After lunch, when his cronies were leaving, he stayed behind and asked if he could see her that evening. She said, No, thanks. He came back that evening anyway. She said, No, really, please.
He asked if she’d meet him the next morning, before the café opened—

“Don’t you have to work?” she said.

—so that he could see her paintings, in daylight.

“How do you know I paint?”

“I bribed a guy in the kitchen to tell me all about you.”

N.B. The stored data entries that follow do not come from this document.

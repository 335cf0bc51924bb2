//! Keyword/pattern fallback for tech-stack extraction.
//!
//! Used only when the agent's output cannot be parsed as structured JSON.
//! Three pattern classes are scanned, in order:
//!   1. explicit "tech stack:" / "technologies:" style phrases
//!   2. a known-technology keyword list over the whole text
//!   3. bullet / numbered list items
//! Results are deduplicated case-insensitively, filtered to a plausible
//! length, and capped.

const MIN_ITEM_LEN: usize = 3;
const MAX_ITEM_LEN: usize = 50;
const MAX_ITEMS: usize = 20;

/// Prefixes that announce an inline technology list.
const STACK_PHRASE_PREFIXES: [&str; 5] = [
    "tech stack:",
    "technology stack:",
    "technologies:",
    "stack:",
    "tools:",
];

/// Technologies recognized during free-text and bullet scanning. Matching is
/// case-insensitive on word-ish boundaries; casing below is what gets
/// reported.
const KNOWN_TECHNOLOGIES: [&str; 48] = [
    "Rust",
    "Python",
    "TypeScript",
    "JavaScript",
    "Java",
    "Kotlin",
    "Swift",
    "Golang",
    "Ruby",
    "Elixir",
    "Scala",
    "C++",
    "C#",
    "React",
    "Next.js",
    "Vue",
    "Angular",
    "Svelte",
    "Node.js",
    "Django",
    "Flask",
    "FastAPI",
    "Rails",
    "Spring Boot",
    "Axum",
    "Actix",
    "PostgreSQL",
    "MySQL",
    "SQLite",
    "MongoDB",
    "Redis",
    "Kafka",
    "RabbitMQ",
    "Elasticsearch",
    "GraphQL",
    "gRPC",
    "Docker",
    "Kubernetes",
    "Terraform",
    "AWS",
    "GCP",
    "Azure",
    "Git",
    "CI/CD",
    "Linux",
    "PyTorch",
    "TensorFlow",
    "Spark",
];

/// Best-effort technology extraction from unstructured agent output or raw
/// job-posting text. Never fails; an unusable input yields an empty list.
pub fn extract_keywords(text: &str) -> Vec<String> {
    let mut found: Vec<String> = Vec::new();

    for line in text.lines() {
        if let Some(list) = stack_phrase_items(line) {
            found.extend(list);
        }
    }

    found.extend(scan_known_technologies(text));

    for line in text.lines() {
        if let Some(item) = bullet_item(line) {
            found.extend(scan_known_technologies(item));
            // A short bullet is likely a technology name on its own
            if item.len() <= MAX_ITEM_LEN && !item.contains(' ') {
                found.push(item.to_string());
            }
        }
    }

    dedup_and_cap(found)
}

/// Items following an explicit "tech stack:"-style phrase, split on commas,
/// slashes, and " and ".
fn stack_phrase_items(line: &str) -> Option<Vec<String>> {
    let lower = line.to_lowercase();
    let prefix = STACK_PHRASE_PREFIXES
        .iter()
        .find_map(|p| lower.find(p).map(|pos| pos + p.len()))?;
    // Byte offsets can drift on non-ASCII lowercase; skip such lines
    let rest = line.get(prefix..)?;
    Some(
        rest.replace(" and ", ",")
            .split([',', '/', ';'])
            .map(|item| item.trim().trim_end_matches('.').to_string())
            .filter(|item| !item.is_empty())
            .collect(),
    )
}

/// Case-insensitive scan for the known-technology list with rough word
/// boundaries (a hit inside a longer alphanumeric run does not count).
fn scan_known_technologies(text: &str) -> Vec<String> {
    let lower = text.to_lowercase();
    KNOWN_TECHNOLOGIES
        .iter()
        .filter(|tech| contains_word(&lower, &tech.to_lowercase()))
        .map(|tech| tech.to_string())
        .collect()
}

fn contains_word(haystack: &str, needle: &str) -> bool {
    let mut start = 0;
    while let Some(pos) = haystack[start..].find(needle) {
        let abs = start + pos;
        let before_ok = abs == 0
            || !haystack[..abs]
                .chars()
                .next_back()
                .is_some_and(|c| c.is_alphanumeric());
        let after_ok = !haystack[abs + needle.len()..]
            .chars()
            .next()
            .is_some_and(|c| c.is_alphanumeric());
        if before_ok && after_ok {
            return true;
        }
        start = abs + needle.len();
    }
    false
}

/// The content of a bullet (`-`, `*`, `•`) or numbered (`1.`, `2)`) line.
fn bullet_item(line: &str) -> Option<&str> {
    let trimmed = line.trim_start();
    if let Some(rest) = trimmed
        .strip_prefix("- ")
        .or_else(|| trimmed.strip_prefix("* "))
        .or_else(|| trimmed.strip_prefix("• "))
    {
        return Some(rest.trim());
    }
    let digits = trimmed.chars().take_while(|c| c.is_ascii_digit()).count();
    if digits > 0 {
        let rest = &trimmed[digits..];
        if let Some(rest) = rest.strip_prefix('.').or_else(|| rest.strip_prefix(')')) {
            return Some(rest.trim());
        }
    }
    None
}

/// Case-insensitive dedup preserving first casing, plausible-length filter,
/// hard cap. Known technologies bypass the length filter so short names
/// like `C#` survive.
fn dedup_and_cap(items: Vec<String>) -> Vec<String> {
    let mut seen = std::collections::HashSet::new();
    let mut result = Vec::new();
    for item in items {
        let len = item.chars().count();
        let known = KNOWN_TECHNOLOGIES
            .iter()
            .any(|tech| tech.eq_ignore_ascii_case(&item));
        if !known && !(MIN_ITEM_LEN..=MAX_ITEM_LEN).contains(&len) {
            continue;
        }
        if seen.insert(item.to_lowercase()) {
            result.push(item);
            if result.len() == MAX_ITEMS {
                break;
            }
        }
    }
    result
}

#[cfg(test)]
mod tests {
    use super::*;

    #[test]
    fn test_explicit_stack_phrase_is_split() {
        let found = extract_keywords("Tech stack: Rust, PostgreSQL and Redis");
        assert!(found.iter().any(|k| k == "Rust"));
        assert!(found.iter().any(|k| k == "PostgreSQL"));
        assert!(found.iter().any(|k| k == "Redis"));
    }

    #[test]
    fn test_known_technologies_found_in_prose() {
        let found = extract_keywords(
            "You will build data pipelines in Python against PostgreSQL and deploy to Kubernetes.",
        );
        assert!(found.contains(&"Python".to_string()));
        assert!(found.contains(&"PostgreSQL".to_string()));
        assert!(found.contains(&"Kubernetes".to_string()));
    }

    #[test]
    fn test_word_boundary_prevents_substring_hits() {
        // "rustic" must not match "Rust"
        let found = extract_keywords("We value rustic craftsmanship in woodworking.");
        assert!(!found.contains(&"Rust".to_string()));
    }

    #[test]
    fn test_bullet_and_numbered_lists_are_scanned() {
        let text = "Requirements:\n- Kafka\n* Docker\n1. Terraform\n2) GraphQL";
        let found = extract_keywords(text);
        for expected in ["Kafka", "Docker", "Terraform", "GraphQL"] {
            assert!(found.contains(&expected.to_string()), "missing {expected}");
        }
    }

    #[test]
    fn test_dedup_is_case_insensitive_and_keeps_first_casing() {
        let found = extract_keywords("Tech stack: Rust, RUST, rust");
        let rust_hits: Vec<_> = found
            .iter()
            .filter(|k| k.eq_ignore_ascii_case("rust"))
            .collect();
        assert_eq!(rust_hits.len(), 1);
        assert_eq!(rust_hits[0], "Rust");
    }

    #[test]
    fn test_length_filter_drops_implausible_items() {
        let long_item = "x".repeat(80);
        let found = extract_keywords(&format!("Tech stack: ab, {long_item}, Rust"));
        assert!(found.iter().all(|k| k != "ab"));
        assert!(found.iter().all(|k| k.len() <= 50));
        assert!(found.contains(&"Rust".to_string()));
    }

    #[test]
    fn test_short_known_technology_survives_length_filter() {
        let found = extract_keywords("Backend services are written in C# on Linux.");
        assert!(found.contains(&"C#".to_string()));
        assert!(found.contains(&"Linux".to_string()));
    }

    #[test]
    fn test_cap_at_twenty_items() {
        let many: Vec<String> = (0..40).map(|i| format!("tool{i:02}")).collect();
        let found = extract_keywords(&format!("Tech stack: {}", many.join(", ")));
        assert_eq!(found.len(), 20);
    }

    #[test]
    fn test_empty_input_yields_empty_list() {
        assert!(extract_keywords("").is_empty());
        assert!(extract_keywords("nothing technical here").is_empty());
    }
}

She laughed. He made her laugh. It was a sad time for her—her mother had died a couple of months before, of breast cancer, at fifty-two. Elvira had lived at home for the last four months of that, and then had wanted to get away, anywhere. A friend from art school who was working in Burgos said there was plenty of work and it was a great place to paint. Fine, Elvira said. She was feeling dazed, unhinged. Burgos was fine. She could tell already that this was a period of her life she’d look back at someday and not remember; the days didn’t feel real, each one was erased as soon as it was over. She couldn’t remember last week. Her work was going badly: diligent, correct charcoal studies of stonework. She told herself to have faith, this at least was work, maybe these studies would coalesce and inspire something else, or would turn out to mean something in themselves. But she knew they stank. She would keep them, she kept all her work, but she would never want to look at them again.

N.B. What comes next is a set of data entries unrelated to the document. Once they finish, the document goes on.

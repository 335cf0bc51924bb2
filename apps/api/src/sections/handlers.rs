//! Axum route handlers for the section-based draft editor.

use axum::extract::{Path, State};
use axum::Json;
use serde::{Deserialize, Serialize};
use tracing::info;
use uuid::Uuid;

use crate::cache;
use crate::drafts::store::{self, DraftUpdate};
use crate::errors::AppError;
use crate::sections::{
    is_canonical_header, mirror_fields, parse_sections, section_title, serialize_sections,
};
use crate::state::AppState;

#[derive(Debug, Serialize)]
pub struct SectionView {
    pub header: String,
    pub title: String,
    pub body: String,
}

#[derive(Debug, Serialize)]
pub struct SectionsResponse {
    pub sections: Vec<SectionView>,
}

#[derive(Debug, Deserialize)]
pub struct UpdateSectionRequest {
    pub header: String,
    pub body: String,
}

/// GET /api/v1/challenges/:id/sections
///
/// Recomputes the section map from the stored document. Headers missing
/// from the document are simply absent from the response.
pub async fn handle_get_sections(
    State(state): State<AppState>,
    Path(id): Path<Uuid>,
) -> Result<Json<SectionsResponse>, AppError> {
    let draft = store::get_draft(&state.db, id)
        .await?
        .ok_or_else(|| AppError::NotFound(format!("Challenge draft {id} not found")))?;

    let map = parse_sections(&draft.challenge_description);
    let sections = map
        .sections
        .into_iter()
        .map(|s| SectionView {
            title: section_title(&s.header).to_string(),
            header: s.header,
            body: s.body,
        })
        .collect();

    Ok(Json(SectionsResponse { sections }))
}

/// PUT /api/v1/challenges/:id/sections
///
/// Saves one section: the stored document is re-parsed, the section body
/// replaced, and the document re-serialized in canonical order. Sections 1
/// and 2 are mirrored into their dedicated columns.
pub async fn handle_update_section(
    State(state): State<AppState>,
    Path(id): Path<Uuid>,
    Json(request): Json<UpdateSectionRequest>,
) -> Result<Json<serde_json::Value>, AppError> {
    if !is_canonical_header(&request.header) {
        return Err(AppError::Validation(format!(
            "Unknown section header: {:?}",
            request.header
        )));
    }

    let draft = store::get_draft(&state.db, id)
        .await?
        .ok_or_else(|| AppError::NotFound(format!("Challenge draft {id} not found")))?;

    let mut map = parse_sections(&draft.challenge_description);
    map.set(&request.header, request.body.trim().to_string());
    let document = serialize_sections(&map);
    let (overview, statement) = mirror_fields(&map);

    let update = DraftUpdate {
        challenge_description: Some(document),
        challenge_problem_overview: Some(overview),
        challenge_problem_statement: Some(statement),
        name: None,
        difficulty: None,
    };
    // The draft can vanish between the fetch above and this update
    let found = store::update_draft(&state.db, id, update).await?;
    if !found {
        return Err(AppError::NotFound(format!("Challenge draft {id} not found")));
    }
    cache::invalidate_draft(&state.redis, id).await;

    info!(
        "Saved section {:?} of draft {id}",
        section_title(&request.header)
    );

    Ok(Json(serde_json::json!({ "success": true })))
}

This man, this skinny dark weather-beaten intense manic guy in the café, was like a giant mosquito suddenly buzzing around her face. She kept trying to swat him, but he kept buzzing, and for some reason this made her laugh. So she went out with him—which felt like something else she was doing now but wouldn’t remember later. He asked again about her paintings, and she said they were lousy.

“I know what that’s like,” he said.

They were lying in bed at his hotel, smoking. With his free
hand he was stroking her head, over and over; it was very soothing. “Don’t you like your movie?” she asked.

“I like my movie very much. It’s going to be a wonderful movie. And we’ve definitely decided to shoot here. So: You want to come to Barcelona for a few months, while we do the preproduction stuff, or you just want to wait for me here?”

She laughed again.

“I’m serious,” he said.

“No you’re not.”

“I am.”

“Well,
I’m
not.”

“Elvira,” he said, “I’m falling in love with you.”

“Stop it.” She got up out of bed and started pulling on her clothes. “I just don’t have the patience for this right now. I don’t think it’s funny.”

“See? You say you’re not serious, but you are.”

“You’re a very annoying person.”

“Yeah, but you get me. Nobody else gets me. And I get you.”

“Stop it, Johnny.”

He rolled toward her, stretching out his arms. “You know I’m right.” His face was soulful, pleading.

She relented, and laughed.

She went with him to Barcelona. What, was she going to remain steadfast to her waitressing job? Defend her commitment to sketching the bumps and crevices of the dusty stones that made up the walls of the castle of Burgos? She was still reeling from her mother’s death, but a little better now. Awake, at least. She found a little apartment above a music store (mistake: the walls and floor, even the furniture, throbbed with bass notes all day and half the night), and a job in a gallery, where all she had to do was wear short skirts and black tights
and answer a phone that never rang. Johnny stayed with her some nights, not others. He was silly, extravagant. Everything he did was a little, or extremely, embellished. One night she went to bed with him and woke up alone: on the kitchen table she found a card with a big letter
E
painted on it in gold. Very sweet; she smiled and forgot about it. But on her way to work another day, she happened to glance at the wall next to the token booth in the subway, and she saw a big golden
E
gleaming in the middle of the other graffiti there. She started noticing this gilded
E
all over the city, all along her route to work: on the sidewalk outside the café where she stopped for a quick coffee every morning, on the poster-filled brick wall next door to the gallery, and a very small one painted low on the stairway that led up to the front door.